By MICHAEL MOSS Published: December 30, 2009
Eight years ago, federal officials were struggling to remove potentially deadly E. coli from hamburgers when an entrepreneurial company from South Dakota came up with a novel idea: injecting beef with ammonia. The company, Beef Products Inc., had been looking to expand into the hamburger business with a product made from beef that included fatty trimmings the industry once relegated to pet food and cooking oil. The trimmings were particularly susceptible to contamination, but a study commissioned by the company showed that the ammonia process would kill E. coli as well as salmonella.
Officials at the United States Department of Agriculture endorsed the company’s ammonia treatment, and have said it destroys E. coli “to an undetectable level.” They decided it was so effective that in 2007, when the department began routine testing of meat used in hamburger sold to the general public, they exempted Beef Products.
With the U.S.D.A.’s stamp of approval, the company’s processed beef has become a mainstay in America’s hamburgers. McDonald’s, Burger King and other fast-food giants use it as a component in ground beef, as do grocery chains. The federal school lunch program used an estimated 5.5 million pounds of the processed beef last year alone.
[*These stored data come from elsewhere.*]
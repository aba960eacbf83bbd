use std::collections::BTreeSet;
use std::sync::Arc;

use async_trait::async_trait;

use crate::clock::{SharedClock, system_clock};
use crate::error::Result;
use crate::memory::types::ScoredResult;
use crate::search::strategies::candidates;
use crate::search::{
    SearchStrategy, finish_ranking, is_wildcard, keyword_overlap, tokenize, wildcard_results,
};
use crate::storage::{MemoryFilter, MemoryStorage};

/// Ranks by stored importance, with keyword overlap mixed in to separate
/// equally important items.
pub struct ImportanceStrategy {
    storage: Arc<dyn MemoryStorage>,
    keyword_blend: f64,
    clock: SharedClock,
}

impl ImportanceStrategy {
    pub fn new(storage: Arc<dyn MemoryStorage>) -> Self {
        Self {
            storage,
            keyword_blend: 0.1,
            clock: system_clock(),
        }
    }

    /// Share of the score taken by keyword overlap, in `[0, 1]`
    pub fn with_keyword_blend(mut self, blend: f64) -> Self {
        self.keyword_blend = blend.clamp(0.0, 1.0);
        self
    }

    pub fn with_clock(mut self, clock: SharedClock) -> Self {
        self.clock = clock;
        self
    }
}

#[async_trait]
impl SearchStrategy for ImportanceStrategy {
    async fn search(
        &self,
        query: &str,
        tenant_id: &str,
        filter: &MemoryFilter,
        limit: usize,
    ) -> Result<Vec<ScoredResult>> {
        let now = self.clock.now();
        if is_wildcard(query) {
            return wildcard_results(self.storage.as_ref(), tenant_id, filter, now, limit).await;
        }

        let terms: BTreeSet<String> = tokenize(query).into_iter().collect();
        let results = candidates(self.storage.as_ref(), tenant_id, filter, now)
            .await?
            .iter()
            .map(|item| {
                let score = (1.0 - self.keyword_blend) * item.importance
                    + self.keyword_blend * keyword_overlap(&terms, item);
                ScoredResult::new(item.id, score)
            })
            .collect();
        Ok(finish_ranking(results, limit))
    }

    fn name(&self) -> &'static str {
        "importance"
    }

    fn default_weight(&self) -> f64 {
        0.5
    }
}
But government and industry records obtained by The New York Times show that in testing for the school lunch program, E. coli and salmonella pathogens have been found dozens of times in Beef Products meat, challenging claims by the company and the U.S.D.A. about the effectiveness of the treatment. Since 2005, E. coli has been found 3 times and salmonella 48 times, including back-to-back incidents in August in which two 27,000-pound batches were found to be contaminated. The meat was caught before reaching lunch-rooms trays.